Deep Learning Background.Rmd
If you have worked with neural networks before, this will be quite rudimentary. Writing this section was primarily to cement my own understanding of these basic concepts, and to practice explaining them concisely. I go into much more interesting details in the vignette detailing my work and findings.
If you want a truly clean and thorough introduction, or just a good time learning some fascinating stuff, I highly recommend this amazing video series from 3Blue1Brown (https://www.youtube.com/watch?v=aircAruvnKk&list=PLZHQObOWTQDNU6R1_67000Dx_ZCJB-3pi).
The broad goal of a neural network is to take an input list of numbers, transform it in complicated ways, and output a different list of numbers. Usually the input represents some object you want to analyze, and the output is some calculated metric. For example, a simple neural network could perform addition. You give your network the list of numbers (5, 2, 3), and it outputs the sum of the numbers (10). On the opposite end, a complex neural network might, for example, take the color value for each pixel in a picture, and output a probability between 0 and 1 that the picture is of a golden retriever. These sound like impossibly different tasks, but both of them can be accomplished using a neural network.
Neural networks are made up of layers, each of which contains some number of nodes. The first layer is the input, where the first list of numbers goes, while the last layer is the output. Most networks have hidden layers in the middle, which help the network to calculate more complex functions. When running a neural network, input values enter in the first layer, and propagate layer-by-layer until they reach the last layer, the output.
Example Neural Network Structure
Each layer influences the layer that comes after it by connections called edges, each of which has a weighting generally between -1 and 1. In the diagram above, these are represented by the arrows.

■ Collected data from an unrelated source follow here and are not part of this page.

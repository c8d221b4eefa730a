//! # swath7k - batch telemetry preprocessor
//!
//! Reads a 7k-series multibeam telemetry file, reconciles the bathymetry
//! clock with the towed instrument's clock, resolves per-beam geometry
//! against the interpolated platform state, reconstructs a sidescan row per
//! ping from the snippet records, and writes the rewritten record stream
//! to a new file.
//!
//! ## Usage
//!
//! ```text
//! swath7k --input dive042.s7k --output dive042_p.s7k --fix-timestamps
//! swath7k --input dive042.s7k --timestamps
//! ```
//!
//! ## Options
//!
//! ```text
//! --input <FILE>                    Telemetry file to read
//! --output <FILE>                   Rewritten file to produce
//! --fix-timestamps                  Move bathymetry headers onto the towed clock
//! --sonar-depth-offset <X> <Y>      Sonar lever arm, meters
//! --range-offset <START,END,SECS>   Travel-time correction for a beam span
//!                                   (repeatable, up to three)
//! --time-lag <SECS>                 Constant sensor clock lag
//! --no-sidescan                     Skip sidescan reconstruction
//! --timestamps                      Print the clock reconciliation table and exit
//! -v / -vv                          Info / debug logging
//! ```

use std::path::PathBuf;

use anyhow::{bail, Context, Result};
use clap::Parser;
use engine::{PreprocessConfig, Preprocessor, RunSummary};
use ping::{RangeOffset, ResolveConfig};
use sidescan::SidescanConfig;

/// A beam span's travel-time correction can stack with others but the
/// hardware never needs more than a few.
const MAX_RANGE_OFFSETS: usize = 3;

#[derive(Parser, Debug)]
#[command(name = "swath7k", version, about = "Batch preprocessor for 7k multibeam telemetry")]
struct Args {
    /// Telemetry file to read.
    #[arg(long, short = 'i')]
    input: PathBuf,

    /// Rewritten telemetry file to produce.
    #[arg(long, short = 'o')]
    output: Option<PathBuf>,

    /// Rewrite bathymetry timestamps onto the towed instrument's clock.
    #[arg(long)]
    fix_timestamps: bool,

    /// Sonar lever arm relative to the depth sensor, meters (X along, Y
    /// across).
    #[arg(long, num_args = 2, value_names = ["X", "Y"], allow_negative_numbers = true)]
    sonar_depth_offset: Option<Vec<f64>>,

    /// Travel-time correction START,END,SECS added to beams START..=END.
    #[arg(long, value_parser = parse_range_offset)]
    range_offset: Vec<RangeOffset>,

    /// Constant lag of the sensor clocks behind the sonar clock, seconds.
    #[arg(long, default_value_t = 0.0, allow_negative_numbers = true)]
    time_lag: f64,

    /// Skip sidescan reconstruction from the snippet records.
    #[arg(long)]
    no_sidescan: bool,

    /// Print the clock reconciliation table instead of rewriting the file.
    #[arg(long)]
    timestamps: bool,

    /// Increase log verbosity (-v info, -vv debug).
    #[arg(short, action = clap::ArgAction::Count)]
    verbose: u8,
}

fn parse_range_offset(s: &str) -> Result<RangeOffset, String> {
    let parts: Vec<&str> = s.split(',').collect();
    if parts.len() != 3 {
        return Err(format!("expected START,END,SECS, got {s:?}"));
    }
    let start_beam: usize = parts[0]
        .trim()
        .parse()
        .map_err(|e| format!("bad start beam: {e}"))?;
    let end_beam: usize = parts[1]
        .trim()
        .parse()
        .map_err(|e| format!("bad end beam: {e}"))?;
    let offset_secs: f64 = parts[2]
        .trim()
        .parse()
        .map_err(|e| format!("bad offset: {e}"))?;
    if end_beam < start_beam {
        return Err(format!("beam span {start_beam}..{end_beam} is inverted"));
    }
    Ok(RangeOffset {
        start_beam,
        end_beam,
        offset_secs,
    })
}

fn print_summary(summary: &RunSummary) {
    println!("records read         {}", summary.records_read);
    println!("records written      {}", summary.records_written);
    println!("  bathymetry         {}", summary.bathymetry);
    println!("  backscatter        {}", summary.backscatter);
    println!("  snippets           {}", summary.beam_data);
    println!("  towed sidescan     {}", summary.sidescan_records);
    println!("  sub-bottom         {}", summary.subbottom);
    println!("  vehicle frames     {}", summary.vehicle_frames);
    println!("  ancillary          {}", summary.ancillary);
    println!("  unmodeled          {}", summary.opaque);
    println!("decode failures      {}", summary.decode_failures);
    println!("pings resolved       {}", summary.pings_resolved);
    println!("pings degraded       {}", summary.pings_degraded);
    println!("pings dropped        {}", summary.pings_dropped);
    println!("timestamps fixed     {}", summary.timestamps_fixed);
    println!("sidescan rows        {}", summary.sidescan_rows);
    println!("sensor samples dropped {}", summary.sensor_samples_dropped);
}

fn main() -> Result<()> {
    let args = Args::parse();

    let level = match args.verbose {
        0 => "warn",
        1 => "info",
        _ => "debug",
    };
    env_logger::Builder::from_env(env_logger::Env::default().default_filter_or(level)).init();

    if args.range_offset.len() > MAX_RANGE_OFFSETS {
        bail!("at most {MAX_RANGE_OFFSETS} --range-offset corrections are supported");
    }
    let sonar_depth_offset = match &args.sonar_depth_offset {
        Some(v) => (v[0], v[1]),
        None => (0.0, 0.0),
    };

    let config = PreprocessConfig {
        fix_timestamps: args.fix_timestamps,
        resolve: ResolveConfig {
            time_lag: args.time_lag,
            sonar_depth_offset,
            range_offsets: args.range_offset.clone(),
        },
        sidescan: if args.no_sidescan {
            None
        } else {
            Some(SidescanConfig::default())
        },
    };
    let preprocessor = Preprocessor::new(config);

    if args.timestamps {
        let (_, mut table, summary) = preprocessor.scan(&args.input)?;
        table
            .finalize()
            .context("reconciling bathymetry and sidescan clocks")?;
        println!("clock reconciliation for {}:", args.input.display());
        for e in table.entries() {
            println!(
                "ping {:>8}  raw {:17.6}  offset {:+10.6}  pings {:+4}  {}",
                e.ping_number,
                e.raw_time,
                e.time_offset,
                e.ping_offset,
                if e.measured { "measured" } else { "interpolated" }
            );
        }
        println!(
            "{} pings, {} records read",
            table.len(),
            summary.records_read
        );
        return Ok(());
    }

    let output = match args.output {
        Some(p) => p,
        None => bail!("--output is required unless --timestamps is given"),
    };
    let summary = preprocessor.run(&args.input, &output)?;
    print_summary(&summary);
    Ok(())
}
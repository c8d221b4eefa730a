mod helpers;

mod extract_tests;
mod pipeline_tests;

Consider the example of the first two layers in the diagram. Let’s say A is the input with 3 nodes and B is the hidden layer with 4 nodes. Thus we have nodes A1, A2, A3, and B1, B2, B3, and B4. There is one edge per pair of nodes between A and B, so for example, there is an edge between A2 and B1. In this example, we have 12 edges total (3 times 4), each of which has its own independent weight. Say the weighting between A2 and B1 is 0.75. Then when we are calculating the value of B1, we will add 0.75 times the value of A2. In this way, every value in layer A affects every value in layer B by virtue of its weighting.
Training a neural network refers to an iterative process of tweaking the weightings to gradually improve performance. When the network is initialized, generally it has nothing better to do than to randomly initialize all of the weightings. If we were to use an untrained neural network, the output would be no better than just guessing. However, we can use many different methods to slowly adjust the weightings, and eventually ‘train’ the neural net to do better than pure guessing.
Training data refers to data for which we already know the output we want our network to produce. For example, if we have a picture we know is of a golden retriever, then this is perfect training data for our golden-retriever detecting network. Likewise, if we have a picture that we know is NOT of a golden-retriever, then that is valuable training data as well.
Using this training data, we can use a method called back-propagation to help our model do what we expect it to. Let’s say we input our picture of a golden retriever, and get a probability of 40% that it was a golden retriever. Not bad, but we want to increase that number. We can use calculus to look backwards through our model and examine which weights we should increase or decrease to get a higher number.
If we train long enough, we eventually create a network that can identify complex patterns and extrapolate to inputs it has never seen.